UNPÒPORNO

Nymphomaniac volume II

«Non sento niente», con queste poche raggelanti parole si era chiuso il primo volume di Nymphomaniac. Avevamo lasciato la piccola Joe nel suo grido disperato di dolore per aver perso tutto ciò attorno a cui ruotava la sua esistenza: il raggiungimento massimo del piacere. Tutti quelli che hanno apprezzato il volume I, di certo non si perderanno il volume II ma, a malincuore, bisogna ammettere che probabilmente ne resteranno delusi. Se la premessa alla prima parte della saga di Joe era: ceci ce n’est pas un porno, per la seconda parte si può azzardare a dire, a maggior ragione, che lo sia ancor meno, nonostante fosse stato annunciato il contrario. Scene di sesso quasi non ve ne sono ma, in compenso, Von Trier ha fatto un bel minestrone, in cui viene toccata qualunque tematica scottante. Ce n’è davvero per tutti: dal sadomasochismo alla pedofilia, dall’omosessualità, all’omicidio.

Ritroviamo a distanza di anni una Joe cresciuta, non è più interpretata da Stacy Martin ma da Charlotte Gainsbourg, la stessa che è ancora seduta nel letto del vecchio Seligman, il quale ascolta il suo racconto à rebours, dispensando pillole di saggezza sempre più concettuali e arzigogolate. La prima rivelazione è la confessione da parte di Seligman della sua verginità (nessuno probabilmente aveva per un solo secondo pensato il contrario), che sarà funzionale alla conclusione del film e a sovvertire la funzione inizialmente associata al personaggio. Sulla base dell’espediente narrativo dicotomico del diavolo e dell’acqua santa, riprende il racconto di Joe, proprio da quel momento in cui la perfetta polifonia di Bach cede il posto allo straziante requiem. Realizzare di aver perso la capacità di raggiungere l’orgasmo la porta al disperato tentativo di raggiungerlo a ogni costo, fino a surclassare i bisogni primari, fino a farle perdere l’interesse per l’amore, la maternità, la vita in generale.

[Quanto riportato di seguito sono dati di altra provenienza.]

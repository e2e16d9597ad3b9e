//! HTTP resource fetcher for the cloud management API.
//!
//! # Endpoints
//!
//! - GET `{endpoint}/api/{servers,server_arrays,clouds,deployments,server_templates}`
//! - GET `{endpoint}/api/clouds/{id}/{instances,datacenters,images,instance_types,ssh_keys}`
//! - GET `{array href}/current_instances`, `{instance href}/inputs`
//! - POST `{endpoint}/api/tags/by_resource` with `{"resource_hrefs": [href]}`
//! - GET `{href}` for a single resource (404 yields an empty collection)
//!
//! Every request carries basic credentials, the `X-Account` header and the
//! `X-Api-Version` header. Response objects become [`Resource`]s: scalar
//! fields are stringified, arrays of strings are comma-joined and the
//! `links` array becomes the link map, with the `self` link as href.

use std::time::Duration;

use async_trait::async_trait;
use reqwest::{Client, RequestBuilder, StatusCode};
use serde::Serialize;
use serde_json::{Map, Value};
use tracing::debug;

use cloudnodes_config::NodeSourceConfig;
use cloudnodes_core::populate::TAGS_ATTRIBUTE;
use cloudnodes_core::{
    FetchError, FetchScope, Resource, ResourceCollection, ResourceFetcher, ResourceKind,
};

/// API version sent with every request
const API_VERSION: &str = "1.5";

/// Default timeout when none is configured
const DEFAULT_TIMEOUT: Duration = Duration::from_secs(30);

/// Connection settings for [`HttpFetcher`].
#[derive(Clone)]
pub struct HttpFetcherConfig {
    /// API base URL
    pub endpoint: String,
    /// Account all requests are scoped to
    pub account_id: String,
    /// Basic credential identity
    pub identity: String,
    /// Basic credential secret
    pub secret: String,
    /// Per-request timeout
    pub timeout: Duration,
}

impl HttpFetcherConfig {
    /// Build from a node source configuration.
    pub fn from_config(config: &NodeSourceConfig) -> Self {
        Self {
            endpoint: config.endpoint().to_string(),
            account_id: config.account.id.clone(),
            identity: config.account.identity.clone(),
            secret: config.account.secret.clone(),
            timeout: config.fetch_timeout().unwrap_or(DEFAULT_TIMEOUT),
        }
    }
}

impl std::fmt::Debug for HttpFetcherConfig {
    fn fmt(&self, f: &mut std::fmt::Formatter<'_>) -> std::fmt::Result {
        f.debug_struct("HttpFetcherConfig")
            .field("endpoint", &self.endpoint)
            .field("account_id", &self.account_id)
            .field("identity", &self.identity)
            .field("secret", &"<redacted>")
            .field("timeout", &self.timeout)
            .finish()
    }
}

/// Request body for the tags-by-resource endpoint
#[derive(Debug, Serialize)]
struct TagsByResourceRequest<'a> {
    resource_hrefs: [&'a str; 1],
}

/// What to request for a (kind, scope) pair.
#[derive(Debug, PartialEq, Eq)]
enum Request {
    /// GET a listing at this path or href
    List(String),
    /// GET a single resource
    Single(String),
    /// POST for the tags of this resource href
    Tags(String),
}

fn request_for(kind: ResourceKind, scope: &FetchScope) -> Result<Request, FetchError> {
    let request = match (kind, scope) {
        (_, FetchScope::Href(href)) => Request::Single(href.clone()),
        (ResourceKind::Server, FetchScope::Account) => Request::List("/api/servers".into()),
        (ResourceKind::ServerArray, FetchScope::Account) => {
            Request::List("/api/server_arrays".into())
        }
        (ResourceKind::Cloud, FetchScope::Account) => Request::List("/api/clouds".into()),
        (ResourceKind::Deployment, FetchScope::Account) => Request::List("/api/deployments".into()),
        (ResourceKind::ServerTemplate, FetchScope::Account) => {
            Request::List("/api/server_templates".into())
        }
        (
            ResourceKind::Instance
            | ResourceKind::Datacenter
            | ResourceKind::Image
            | ResourceKind::InstanceType
            | ResourceKind::SshKey,
            FetchScope::Cloud(id),
        ) => Request::List(format!("/api/clouds/{}/{}s", id, kind.as_str())),
        (ResourceKind::Instance, FetchScope::Parent(href)) => {
            Request::List(format!("{}/current_instances", href))
        }
        (ResourceKind::Input, FetchScope::Parent(href)) => {
            Request::List(format!("{}/inputs", href))
        }
        (ResourceKind::Tag, FetchScope::Parent(href)) => Request::Tags(href.clone()),
        _ => return Err(FetchError::unsupported(kind, scope)),
    };
    Ok(request)
}

/// Resource fetcher talking to the management API over HTTP.
pub struct HttpFetcher {
    client: Client,
    config: HttpFetcherConfig,
}

impl HttpFetcher {
    /// Create a fetcher with its own HTTP client.
    pub fn new(config: HttpFetcherConfig) -> Result<Self, FetchError> {
        let client = Client::builder()
            .timeout(config.timeout)
            .build()
            .map_err(|e| FetchError::with_context("HTTP client", e.to_string()))?;

        Ok(Self { client, config })
    }

    /// Create a fetcher from a node source configuration.
    pub fn from_config(config: &NodeSourceConfig) -> Result<Self, FetchError> {
        Self::new(HttpFetcherConfig::from_config(config))
    }

    /// Get the API base URL.
    pub fn endpoint(&self) -> &str {
        &self.config.endpoint
    }

    /// Absolute URL for an API path or href.
    fn url(&self, path: &str) -> String {
        if path.starts_with("http://") || path.starts_with("https://") {
            path.to_string()
        } else {
            format!("{}{}", self.config.endpoint.trim_end_matches('/'), path)
        }
    }

    fn authorize(&self, request: RequestBuilder) -> RequestBuilder {
        request
            .basic_auth(&self.config.identity, Some(&self.config.secret))
            .header("X-Api-Version", API_VERSION)
            .header("X-Account", &self.config.account_id)
    }

    /// Send a request and decode its JSON body; `None` for 404.
    async fn send(&self, url: &str, request: RequestBuilder) -> Result<Option<Value>, FetchError> {
        let response = self.authorize(request).send().await.map_err(|e| {
            if e.is_timeout() {
                FetchError::Timeout {
                    url: url.to_string(),
                }
            } else {
                FetchError::Connection(format!("{}: {}", url, e))
            }
        })?;

        let status = response.status();
        match status {
            StatusCode::NOT_FOUND => {
                debug!(url = %url, "Resource not found");
                Ok(None)
            }
            _ if status.is_success() => {
                let body = response
                    .text()
                    .await
                    .map_err(|e| FetchError::decode(url, e.to_string()))?;
                if body.trim().is_empty() {
                    return Ok(Some(Value::Array(Vec::new())));
                }
                serde_json::from_str(&body)
                    .map(Some)
                    .map_err(|e| FetchError::decode(url, e.to_string()))
            }
            _ => {
                let body = response.text().await.unwrap_or_default();
                Err(FetchError::status(url, status.as_u16(), body))
            }
        }
    }

    async fn get(&self, path: &str) -> Result<Option<Value>, FetchError> {
        let url = self.url(path);
        let request = self.client.get(&url);
        self.send(&url, request).await
    }

    async fn fetch_tags(&self, href: &str) -> Result<ResourceCollection, FetchError> {
        let url = self.url("/api/tags/by_resource");
        let request = self.client.post(&url).json(&TagsByResourceRequest {
            resource_hrefs: [href],
        });

        let Some(body) = self.send(&url, request).await? else {
            return Ok(ResourceCollection::new());
        };
        let Value::Array(entries) = body else {
            return Err(FetchError::decode(&url, "expected an array of tag sets"));
        };

        let mut collection = ResourceCollection::new();
        for entry in entries {
            let names: Vec<&str> = entry
                .get("tags")
                .and_then(Value::as_array)
                .map(|tags| {
                    tags.iter()
                        .filter_map(|tag| tag.get("name").and_then(Value::as_str))
                        .collect()
                })
                .unwrap_or_default();

            collection.insert(
                Resource::new(format!("{}/tags", href))
                    .with_attribute(TAGS_ATTRIBUTE, names.join(","))
                    .with_link("resource", href),
            );
        }
        Ok(collection)
    }
}

impl std::fmt::Debug for HttpFetcher {
    fn fmt(&self, f: &mut std::fmt::Formatter<'_>) -> std::fmt::Result {
        f.debug_struct("HttpFetcher")
            .field("config", &self.config)
            .finish()
    }
}

#[async_trait]
impl ResourceFetcher for HttpFetcher {
    async fn fetch(
        &self,
        kind: ResourceKind,
        scope: &FetchScope,
    ) -> Result<ResourceCollection, FetchError> {
        match request_for(kind, scope)? {
            Request::Tags(href) => self.fetch_tags(&href).await,
            Request::List(path) | Request::Single(path) => match self.get(&path).await? {
                None => Ok(ResourceCollection::new()),
                Some(body) => collection_from_json(&path, body),
            },
        }
    }
}

/// Convert a response body (one object or an array of objects) into resources.
///
/// `origin` is the requested path; resources without a `self` link (such as
/// inputs) get an href below it, named after their `name` field or position.
pub fn collection_from_json(origin: &str, body: Value) -> Result<ResourceCollection, FetchError> {
    match body {
        Value::Array(items) => items
            .into_iter()
            .enumerate()
            .map(|(index, item)| resource_from_json(origin, index, item))
            .collect(),
        Value::Object(_) => Ok(std::iter::once(resource_from_json(origin, 0, body)?).collect()),
        _ => Err(FetchError::decode(origin, "expected an object or an array")),
    }
}

fn resource_from_json(origin: &str, index: usize, value: Value) -> Result<Resource, FetchError> {
    let Value::Object(fields) = value else {
        return Err(FetchError::decode(origin, "expected a resource object"));
    };

    let links = links_from_json(&fields);
    let href = match links.iter().find(|(rel, _)| rel == "self") {
        Some((_, href)) => href.clone(),
        None => {
            let name = fields
                .get("name")
                .and_then(Value::as_str)
                .map(str::to_string)
                .unwrap_or_else(|| index.to_string());
            format!("{}/{}", origin.trim_end_matches('/'), name)
        }
    };

    let mut resource = Resource::new(href);
    if let Some(id) = fields.get("id").and_then(scalar_to_string) {
        resource.id = id;
    }
    for (rel, target) in links {
        if rel != "self" {
            resource.links.insert(rel, target);
        }
    }

    for (name, value) in &fields {
        if name == "links" || name == "actions" {
            continue;
        }
        if let Some(text) = attribute_value(value) {
            resource.attributes.insert(name.clone(), text);
        }
    }
    Ok(resource)
}

fn links_from_json(fields: &Map<String, Value>) -> Vec<(String, String)> {
    fields
        .get("links")
        .and_then(Value::as_array)
        .map(|links| {
            links
                .iter()
                .filter_map(|link| {
                    let rel = link.get("rel")?.as_str()?;
                    let href = link.get("href")?.as_str()?;
                    Some((rel.to_string(), href.to_string()))
                })
                .collect()
        })
        .unwrap_or_default()
}

fn scalar_to_string(value: &Value) -> Option<String> {
    match value {
        Value::String(s) => Some(s.clone()),
        Value::Number(n) => Some(n.to_string()),
        Value::Bool(b) => Some(b.to_string()),
        _ => None,
    }
}

fn attribute_value(value: &Value) -> Option<String> {
    match value {
        Value::Array(items) => {
            let parts: Vec<String> = items.iter().filter_map(scalar_to_string).collect();
            Some(parts.join(","))
        }
        other => scalar_to_string(other),
    }
}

Dall’essere un viaggio verso la scoperta della sessualità, la liberazione dei preconcetti sociali, la storia si trasforma in una vertiginosa discesa verso gli inferi, meglio definita come passaggio dalla Chiesa d’oriente alla Chiesa d’occidente (così è il titolo di uno dei capitoli). Una traghettata di Caronte che ci porta a conoscere tutte le anime di Joe: la colpa, la penitenza, il peccato, la redenzione, l’espiazione. Ovunque si legge la volontà di Lars Von Trier di giocare con gli stereotipi, le etichette ma soprattutto di incastrare la simbologia cristiana con i molteplici riferimenti sessuali, dal numero delle frustate fino all’estasi di Santa Teresa, quell’orgasmo che coglie Joe da piccola senza preavviso, materializzandosi dal nulla. Niente della seconda parte suggerisce erotismo nel suo significato tradizionale, alla seducente Stacy Martin si sostituisce una Charlotte Gainsbourg devastata dal dolore fisico e psicologico. Proprio la stessa necessità di autoaffermazione sessuale si rivela una condanna che la ammanetta fino a negarle la libertà tanto agognata. Si susseguono, orge, ménages à trois, esperienze saffiche e improvvisamente il film si trasforma in un noir.

Dove l’attenzione ha ceduto il posto alla stanchezza? Forse tra una lezione di vita di Steligman e una frustata sulle natiche di Joe. Sta di fatto che improvvisamente ci si trova davanti un altro film. Grazie all’enigmatico personaggio L. (interpretato da Willem Dafoe), Joe imbocca la strada della criminalità, finendo in una banda di usurai torturatori. Il finale a questo punto arriva quanto mai desiderato, con un colpo di scena finale che lascia inizialmente perplessi. Poi, rimuginandoci su, viene da pensare a una cosa: il primo volume è per il pubblico, il secondo, Von Trier l’ha fatto per se stesso, come compendio e sunto di tutte le tematiche che da sempre lo hanno interessato. Se con la prima parte ci si sente provocati, con la seconda, a dire il vero, un po’ presi in giro, se poi si aggiunge anche il fatto che abbiamo dovuto pagare due volte per vedere un solo film. Anche a noi verrebbe da utilizzare le sequenze matematiche usate da Steligman, questa volta non di Fibonacci: 8.50 + 8.50 = 17 euro.